I put it to him that it was almost expected that he would snap fellow photographers in the process, for instance, legendary photographer Alf Khumalo. Was it some sense of duty to the profession?

“No. I didn’t feel duty-bound. No other photographer has documented the Mandela family like Alf Khumalo — from the days the former president was still a lawyer in Johannesburg to the days he was released in the 1990s. Khumalo also photographed Winnie Mandela when she was banished in Brandfort in the Free State. In fact, he wrote several books on these experiences. 
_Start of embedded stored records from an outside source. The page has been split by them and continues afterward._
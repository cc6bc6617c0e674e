//! CLI module - Command-line interface for maas
//!
//! This module provides a structured CLI using clap for argument parsing.

mod commands;

use clap::{Parser, Subcommand};

/// maas - metered meme generation service
#[derive(Parser)]
#[command(name = "maas")]
#[command(author, version, about, long_about = None)]
pub struct Cli {
    #[command(subcommand)]
    pub command: Option<Commands>,
}

#[derive(Subcommand, Debug, PartialEq, Eq)]
pub enum Commands {
    /// Run the HTTP server (default)
    #[command(alias = "daemon")]
    Serve,

    /// Drop every user and write the seed set (local environment only)
    ResetDb,

    /// Print all users as a table
    #[command(alias = "ls")]
    Users,

    /// Create default config file
    Init,
}

pub use commands::*;

#[cfg(test)]
mod tests {
    use super::*;

    #[test]
    fn no_subcommand_means_serve() {
        let cli = Cli::try_parse_from(["maas"]).unwrap();
        assert_eq!(cli.command.unwrap_or(Commands::Serve), Commands::Serve);
    }

    #[test]
    fn parses_subcommands() {
        let cli = Cli::try_parse_from(["maas", "reset-db"]).unwrap();
        assert_eq!(cli.command, Some(Commands::ResetDb));

        let cli = Cli::try_parse_from(["maas", "ls"]).unwrap();
        assert_eq!(cli.command, Some(Commands::Users));
    }

    #[test]
    fn rejects_unknown_subcommand() {
        assert!(Cli::try_parse_from(["maas", "frobnicate"]).is_err());
    }
}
“He also documented the history of South Africa including events such as June 16. I picked him on merit solely for the role he played in documenting our country’s history. Khumalo was also personal friends with the Mandelas and Muhammad Ali, the greatest world boxing champion.”

In an ideal scenario , the anecdotes should have been included in the captions of the pictures on the wall, which are mainly portraits. But Mawela chooses to source the bios of most of his subjects from the news sources on the net.

Jurgen Schadeberg, the German-born South African photographer and artist who covered Sophiatown in the 1950s, including the Defiance Campaign of 1952, is captured by Mawela in his photography lab with his tools of the trade. Schadeberg seems out of focus looking at the viewer through a magnifying glass, spotting a wry smile.

Late jazz maestro Barney Rachabane, who hails from Pimville (Mawela’s hometown), stands next to a mannequin that is “listening” to the serenading melodies out of his horn. 

Another interesting picture is that of the late Phillip Valentine Tobias, paleoanthropologist and professor emeritus at the University of the Witwatersrand. Tobias holds a hominid skull in a medical laboratory with a halo hovering above his head. He is not looking at the lens, his focus is on the exhibit in his hand. This no doubt places Tobias as an expert in his field of study. This is a deliberate positioning by the photographer.

Mawela is surprised that he got a space to exhibit at the Pretoria Art Museum recently. But if you take the angle of photography to mean “painting with light” then no eyebrows can be raised. Like an artist the photographer makes aesthetic choices to appeal to the viewer. 

The exhibition is partly sponsored by the National Arts Council and the City of Johannesburg.


The Names in Uphill Letters exhibition is on at Workers’ Museum in Newtown, Johannesburg, until 29 July, Tuesdays to Sundays from 9am to 5pm. For special guided tours, make an appointment through the Workers Museum on 52 Rahima Moosa Street, Newtown.